Work to be completed: Start with the first line of the data and end with the line that holds "the dashboard charts."; write out each one exactly.
»»
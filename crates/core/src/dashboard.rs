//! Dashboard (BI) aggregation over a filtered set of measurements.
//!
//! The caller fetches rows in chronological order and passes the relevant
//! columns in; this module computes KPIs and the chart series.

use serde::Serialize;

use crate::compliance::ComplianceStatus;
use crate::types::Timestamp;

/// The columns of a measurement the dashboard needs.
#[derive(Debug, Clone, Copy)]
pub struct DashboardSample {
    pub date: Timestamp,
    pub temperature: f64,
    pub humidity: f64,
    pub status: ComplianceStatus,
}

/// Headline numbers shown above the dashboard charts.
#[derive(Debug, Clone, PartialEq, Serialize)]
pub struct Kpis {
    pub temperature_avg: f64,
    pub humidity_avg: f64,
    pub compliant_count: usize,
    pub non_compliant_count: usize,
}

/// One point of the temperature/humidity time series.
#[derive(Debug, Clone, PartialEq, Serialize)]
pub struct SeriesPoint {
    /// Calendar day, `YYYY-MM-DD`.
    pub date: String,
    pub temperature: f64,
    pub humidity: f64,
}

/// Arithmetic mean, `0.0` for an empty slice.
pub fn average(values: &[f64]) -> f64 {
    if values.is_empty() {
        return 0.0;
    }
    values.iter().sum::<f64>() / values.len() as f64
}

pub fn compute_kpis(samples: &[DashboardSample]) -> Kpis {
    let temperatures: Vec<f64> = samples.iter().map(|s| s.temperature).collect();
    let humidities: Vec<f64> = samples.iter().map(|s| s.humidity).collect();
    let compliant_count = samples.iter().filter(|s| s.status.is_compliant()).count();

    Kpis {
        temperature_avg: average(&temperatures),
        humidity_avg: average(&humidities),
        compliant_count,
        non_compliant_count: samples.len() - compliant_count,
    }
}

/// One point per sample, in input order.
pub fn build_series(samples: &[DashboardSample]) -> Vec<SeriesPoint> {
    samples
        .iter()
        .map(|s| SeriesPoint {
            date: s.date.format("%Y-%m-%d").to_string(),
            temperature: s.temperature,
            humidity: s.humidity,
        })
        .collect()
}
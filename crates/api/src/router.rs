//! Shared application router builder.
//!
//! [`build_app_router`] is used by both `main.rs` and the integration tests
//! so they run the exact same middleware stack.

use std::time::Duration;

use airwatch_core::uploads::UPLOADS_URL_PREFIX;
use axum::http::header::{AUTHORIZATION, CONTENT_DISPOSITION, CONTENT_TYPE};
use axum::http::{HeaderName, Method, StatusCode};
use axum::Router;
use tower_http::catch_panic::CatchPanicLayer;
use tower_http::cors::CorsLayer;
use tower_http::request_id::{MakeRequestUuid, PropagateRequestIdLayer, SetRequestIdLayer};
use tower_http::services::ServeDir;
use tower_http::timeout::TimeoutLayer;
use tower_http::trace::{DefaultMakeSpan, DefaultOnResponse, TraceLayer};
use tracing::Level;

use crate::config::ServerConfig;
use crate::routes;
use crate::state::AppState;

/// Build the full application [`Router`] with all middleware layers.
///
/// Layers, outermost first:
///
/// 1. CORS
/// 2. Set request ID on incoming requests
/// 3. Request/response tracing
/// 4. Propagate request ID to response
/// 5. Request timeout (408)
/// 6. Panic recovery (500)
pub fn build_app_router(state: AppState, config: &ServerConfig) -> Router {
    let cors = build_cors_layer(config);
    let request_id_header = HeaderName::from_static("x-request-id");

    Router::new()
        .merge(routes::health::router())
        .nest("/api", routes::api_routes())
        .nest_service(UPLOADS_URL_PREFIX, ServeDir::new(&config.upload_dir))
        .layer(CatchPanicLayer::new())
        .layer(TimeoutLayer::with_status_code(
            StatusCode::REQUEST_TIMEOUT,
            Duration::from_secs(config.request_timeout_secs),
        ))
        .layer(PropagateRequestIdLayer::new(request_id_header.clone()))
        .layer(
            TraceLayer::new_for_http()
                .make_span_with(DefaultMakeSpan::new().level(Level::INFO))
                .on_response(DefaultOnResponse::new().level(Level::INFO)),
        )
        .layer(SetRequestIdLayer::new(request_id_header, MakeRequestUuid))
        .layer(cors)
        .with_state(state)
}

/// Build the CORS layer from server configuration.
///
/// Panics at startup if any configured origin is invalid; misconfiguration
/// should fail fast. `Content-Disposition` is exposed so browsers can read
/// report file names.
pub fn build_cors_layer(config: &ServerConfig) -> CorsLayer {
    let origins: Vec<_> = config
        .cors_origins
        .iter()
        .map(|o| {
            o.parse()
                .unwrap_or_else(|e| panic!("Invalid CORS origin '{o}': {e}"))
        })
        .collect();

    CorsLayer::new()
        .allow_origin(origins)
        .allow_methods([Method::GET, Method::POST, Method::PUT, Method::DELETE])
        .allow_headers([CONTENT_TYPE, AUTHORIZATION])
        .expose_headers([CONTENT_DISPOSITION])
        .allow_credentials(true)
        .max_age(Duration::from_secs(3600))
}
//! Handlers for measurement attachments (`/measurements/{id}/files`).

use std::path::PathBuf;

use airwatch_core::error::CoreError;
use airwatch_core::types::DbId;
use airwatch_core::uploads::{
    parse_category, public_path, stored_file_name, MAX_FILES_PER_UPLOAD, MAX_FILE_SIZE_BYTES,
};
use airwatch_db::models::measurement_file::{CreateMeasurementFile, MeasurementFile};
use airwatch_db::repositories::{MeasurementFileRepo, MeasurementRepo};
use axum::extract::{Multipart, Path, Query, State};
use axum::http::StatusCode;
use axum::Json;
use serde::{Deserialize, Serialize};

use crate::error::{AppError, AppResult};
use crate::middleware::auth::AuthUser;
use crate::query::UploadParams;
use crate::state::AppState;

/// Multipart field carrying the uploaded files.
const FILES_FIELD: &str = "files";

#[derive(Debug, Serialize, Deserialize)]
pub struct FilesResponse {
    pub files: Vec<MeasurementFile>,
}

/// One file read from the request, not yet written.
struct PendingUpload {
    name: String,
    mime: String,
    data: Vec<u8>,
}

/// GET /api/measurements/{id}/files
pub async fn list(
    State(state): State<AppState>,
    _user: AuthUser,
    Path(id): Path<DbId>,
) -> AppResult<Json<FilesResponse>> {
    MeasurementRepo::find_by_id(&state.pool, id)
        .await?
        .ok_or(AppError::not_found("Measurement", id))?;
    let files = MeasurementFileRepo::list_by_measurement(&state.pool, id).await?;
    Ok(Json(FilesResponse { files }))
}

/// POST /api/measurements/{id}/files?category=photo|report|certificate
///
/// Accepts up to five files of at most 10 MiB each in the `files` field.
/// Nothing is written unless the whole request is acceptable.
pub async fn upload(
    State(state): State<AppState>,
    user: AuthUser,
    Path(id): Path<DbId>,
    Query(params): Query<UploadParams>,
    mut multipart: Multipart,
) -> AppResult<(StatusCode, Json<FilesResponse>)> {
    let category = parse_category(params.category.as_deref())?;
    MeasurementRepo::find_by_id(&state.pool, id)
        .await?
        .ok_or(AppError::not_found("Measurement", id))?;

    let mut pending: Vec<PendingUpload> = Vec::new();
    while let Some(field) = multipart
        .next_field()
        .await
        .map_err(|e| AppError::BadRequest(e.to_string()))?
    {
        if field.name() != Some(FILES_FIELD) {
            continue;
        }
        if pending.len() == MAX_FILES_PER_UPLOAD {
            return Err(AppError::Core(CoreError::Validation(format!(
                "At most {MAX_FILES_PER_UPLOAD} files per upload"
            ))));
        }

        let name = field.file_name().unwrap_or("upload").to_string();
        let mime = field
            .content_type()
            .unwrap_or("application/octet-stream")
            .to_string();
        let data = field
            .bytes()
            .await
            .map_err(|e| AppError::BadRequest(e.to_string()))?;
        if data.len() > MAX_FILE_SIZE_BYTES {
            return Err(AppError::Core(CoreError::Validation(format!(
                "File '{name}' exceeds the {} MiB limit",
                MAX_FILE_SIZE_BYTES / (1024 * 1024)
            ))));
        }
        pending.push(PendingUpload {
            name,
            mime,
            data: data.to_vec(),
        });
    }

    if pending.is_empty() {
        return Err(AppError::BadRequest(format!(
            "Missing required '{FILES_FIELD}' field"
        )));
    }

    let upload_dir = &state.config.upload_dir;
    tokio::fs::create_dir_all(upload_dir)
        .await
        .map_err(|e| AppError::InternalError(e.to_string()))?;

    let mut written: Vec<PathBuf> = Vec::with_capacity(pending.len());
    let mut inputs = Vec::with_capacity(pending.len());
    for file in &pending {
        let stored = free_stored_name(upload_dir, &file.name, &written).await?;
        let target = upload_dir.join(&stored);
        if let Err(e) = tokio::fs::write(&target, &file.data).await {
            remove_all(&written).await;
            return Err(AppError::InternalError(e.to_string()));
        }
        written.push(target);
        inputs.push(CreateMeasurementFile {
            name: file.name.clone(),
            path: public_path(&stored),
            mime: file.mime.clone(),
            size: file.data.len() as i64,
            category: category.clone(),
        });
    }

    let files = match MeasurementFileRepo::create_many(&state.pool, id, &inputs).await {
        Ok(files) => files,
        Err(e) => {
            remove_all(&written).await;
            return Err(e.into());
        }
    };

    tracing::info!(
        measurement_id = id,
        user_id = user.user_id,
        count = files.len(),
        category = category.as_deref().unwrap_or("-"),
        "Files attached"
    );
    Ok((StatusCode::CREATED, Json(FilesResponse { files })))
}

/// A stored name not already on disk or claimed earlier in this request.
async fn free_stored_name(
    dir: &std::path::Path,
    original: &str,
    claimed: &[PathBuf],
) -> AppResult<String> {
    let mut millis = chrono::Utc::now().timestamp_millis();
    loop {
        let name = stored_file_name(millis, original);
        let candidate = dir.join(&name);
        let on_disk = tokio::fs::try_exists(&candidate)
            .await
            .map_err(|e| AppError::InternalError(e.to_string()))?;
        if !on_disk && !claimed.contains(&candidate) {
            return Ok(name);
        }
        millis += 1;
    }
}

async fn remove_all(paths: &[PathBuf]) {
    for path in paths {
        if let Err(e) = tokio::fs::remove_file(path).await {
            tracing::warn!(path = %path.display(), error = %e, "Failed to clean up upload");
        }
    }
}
««
Expected answer:
filename crates/core/src/dashboard.rs
//! Dashboard (BI) aggregation over a filtered set of measurements.
//!
//! The caller fetches rows in chronological order and passes the relevant
//! columns in; this module computes KPIs and the chart series.

use serde::Serialize;

use crate::compliance::ComplianceStatus;
use crate::types::Timestamp;

/// The columns of a measurement the dashboard needs.
#[derive(Debug, Clone, Copy)]
pub struct DashboardSample {
    pub date: Timestamp,
    pub temperature: f64,
    pub humidity: f64,
    pub status: ComplianceStatus,
}

/// Headline numbers shown above the dashboard charts.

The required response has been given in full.